Short Hope: Jeonju Review

Jeonju International Film Festival
Modest-sized, sure-handed debut driven by a measured turn from his child-actor star.

Late-blooming Japanese indie filmmaker Masaki Horiguchi bows with a film about a boy's pursuit of his estranged biological father.

Despite falling short of securing any awards at the Jeonju International Film Festival, 49-year-old Masaki Horiguchi has proved his mettle with a modest-sized, emotionally subdued directorial debut revolving around a pre-pubescent boy's rite of passage via his journey to his late mother's nightclub-dancer past. Featuring a poised performance from the young actor Ryuto, Short Hope is a miniature which should easily find a niche in Asian indie showcases seeking the Hirokazu Koreeda; while not exactly matching the older director's mastery and pedigree, Horiguchi might just find a late start of a career.

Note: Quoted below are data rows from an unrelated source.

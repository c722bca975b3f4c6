//! Runs a build tool (CMake unless configured otherwise) with the wrapper's
//! own arguments passed through untouched, prints the command line first,
//! and exits the way the tool exited.

pub mod cli;
pub mod config;
pub mod invoker;
pub mod shell;

#[cfg(not(any(unix, windows)))]
compile_error!("Unsupported target OS");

In what is his first solo, top-billing role, Ryuto plays Kazuya, a boy living with his slacker step-father Ryosuke (Jun Toba). The film begins with the boy's voice proclaiming "Gypsy is dead": it might be a direct allusion to the passing of his mother, who performs in a nightclub under that stage name; but it also sets the stage for the boy to try and lay his listless soul to rest, as he attempts to rediscover the father whom he thinks would give him a sense of belonging.

Armed with two artifacts left by his mother - a photograph of her entertaining a male client (whom Kazuya believes is his father) and a half-packet of unconsumed "Hope"-brand cigarettes  (hence the film's title) - the boy embarks on a journey which leads him to a neighboring town and the dancehall which was once his mother's workplace. His desire for some real roots of course is shot down as he discovers the man in the picture as a bad guy: Yoshida (Reita Serizawa) marrying into a powerful political clan, and is eyeing a step into the establishment by running for a there-for-the-taking parliamentary seat.

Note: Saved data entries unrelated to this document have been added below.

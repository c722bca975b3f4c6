use std::fmt::Display;
use std::io::{self, Write};

use anyhow::bail;
use is_terminal::IsTerminal;
use termcolor::{Color, ColorChoice, ColorSpec, StandardStream, WriteColor};

/// How much the wrapper itself says on stderr. The command line on stdout
/// is printed at every level.
#[derive(Debug, Clone, Copy, PartialEq, Eq, Default)]
pub enum Verbosity {
    Verbose,
    #[default]
    Normal,
    /// Errors only.
    Quiet,
}

#[derive(Debug, Clone, Copy, PartialEq, Eq, Default)]
pub enum ColorMode {
    #[default]
    Auto,
    Always,
    Never,
}

impl ColorMode {
    fn parse(value: &str) -> anyhow::Result<Self> {
        Ok(match value {
            "auto" => Self::Auto,
            "always" => Self::Always,
            "never" => Self::Never,
            other => bail!("color must be auto, always, or never, but found `{other}`"),
        })
    }

    fn choice(self, is_terminal: bool) -> ColorChoice {
        match self {
            Self::Always => ColorChoice::Always,
            Self::Never => ColorChoice::Never,
            Self::Auto if is_terminal => ColorChoice::Auto,
            Self::Auto => ColorChoice::Never,
        }
    }
}

/// Cargo-flavoured terminal output: right-aligned status headers on the
/// left, prefixed `error:`/`warning:`/`note:` diagnostics on stderr.
pub struct Shell {
    out: StandardStream,
    err: StandardStream,
    verbosity: Verbosity,
    color: ColorMode,
}

impl Default for Shell {
    fn default() -> Self {
        Self::new()
    }
}

impl Shell {
    pub fn new() -> Self {
        let color = ColorMode::default();
        Self {
            out: stdout_stream(color),
            err: stderr_stream(color),
            verbosity: Verbosity::default(),
            color,
        }
    }

    pub fn set_verbosity(&mut self, verbosity: Verbosity) {
        self.verbosity = verbosity;
    }

    #[cfg(test)]
    fn color_mode(&self) -> ColorMode {
        self.color
    }

    /// Accepts `auto`, `always` or `never`; `None` leaves the current mode.
    pub fn set_color_choice(&mut self, color: Option<&str>) -> anyhow::Result<()> {
        let Some(color) = color else {
            return Ok(());
        };

        self.color = ColorMode::parse(color)?;
        self.out = stdout_stream(self.color);
        self.err = stderr_stream(self.color);
        Ok(())
    }

    /// Runs `callback` only when verbose output was requested.
    pub fn verbose<F>(&mut self, mut callback: F) -> anyhow::Result<()>
    where
        F: FnMut(&mut Shell) -> anyhow::Result<()>,
    {
        match self.verbosity {
            Verbosity::Verbose => callback(self),
            Verbosity::Normal | Verbosity::Quiet => Ok(()),
        }
    }

    fn shows_diagnostics(&self) -> bool {
        self.verbosity != Verbosity::Quiet
    }

    /// Status line on stderr, e.g. `    Finished cmake with exit code 0`.
    pub fn status(&mut self, header: impl Display, message: impl Display) -> anyhow::Result<()> {
        self.status_with_color(header, message, Color::Green)
    }

    fn status_with_color(
        &mut self,
        header: impl Display,
        message: impl Display,
        color: Color,
    ) -> anyhow::Result<()> {
        print_status(&mut self.err, &header, &message, color)
    }

    /// Status line on stdout. Flushed before returning so that it lands
    /// ahead of anything a child process writes to the shared stream.
    pub fn out_status(&mut self, header: impl Display, message: impl Display) -> anyhow::Result<()> {
        print_status(&mut self.out, &header, &message, Color::Green)
    }

    pub fn error(&mut self, message: impl Display) -> anyhow::Result<()> {
        print_prefixed(&mut self.err, "error", &message, Color::Red)
    }

    pub fn warning(&mut self, message: impl Display) -> anyhow::Result<()> {
        if !self.shows_diagnostics() {
            return Ok(());
        }
        print_prefixed(&mut self.err, "warning", &message, Color::Yellow)
    }

    pub fn note(&mut self, message: impl Display) -> anyhow::Result<()> {
        if !self.shows_diagnostics() {
            return Ok(());
        }
        print_prefixed(&mut self.err, "note", &message, Color::Cyan)
    }
}

fn stdout_stream(color: ColorMode) -> StandardStream {
    StandardStream::stdout(color.choice(io::stdout().is_terminal()))
}

fn stderr_stream(color: ColorMode) -> StandardStream {
    StandardStream::stderr(color.choice(io::stderr().is_terminal()))
}

fn print_status(
    stream: &mut StandardStream,
    header: &dyn Display,
    message: &dyn Display,
    color: Color,
) -> anyhow::Result<()> {
    stream.set_color(ColorSpec::new().set_bold(true).set_fg(Some(color)))?;
    write!(stream, "{header:>12}")?;
    stream.reset()?;
    writeln!(stream, " {message}")?;
    stream.flush()?;
    Ok(())
}

fn print_prefixed(
    stream: &mut StandardStream,
    prefix: &str,
    message: &dyn Display,
    color: Color,
) -> anyhow::Result<()> {
    stream.set_color(ColorSpec::new().set_bold(true).set_fg(Some(color)))?;
    write!(stream, "{prefix}")?;
    stream.reset()?;
    stream.set_color(ColorSpec::new().set_bold(true))?;
    write!(stream, ":")?;
    stream.reset()?;
    writeln!(stream, " {message}")?;
    stream.flush()?;
    Ok(())
}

Whereas Short Hope sees once-held expectations quashed underfoot, new ones are born. Kazuya's transformation from a boy to a teenager is tactfully hinted at and handled; without unleashing too much melodrama, Horiguchi generates solidarity for those abandoned, as Kazuya bonds with Yoshida's spurned girlfriend Mari (Mami Nakamura) and finally even his step-father. Never veering towards loud gestures to drive the narrative forward or make the feelings obvious and known, Short Hope is small and delicate, but a competent nugget all the same.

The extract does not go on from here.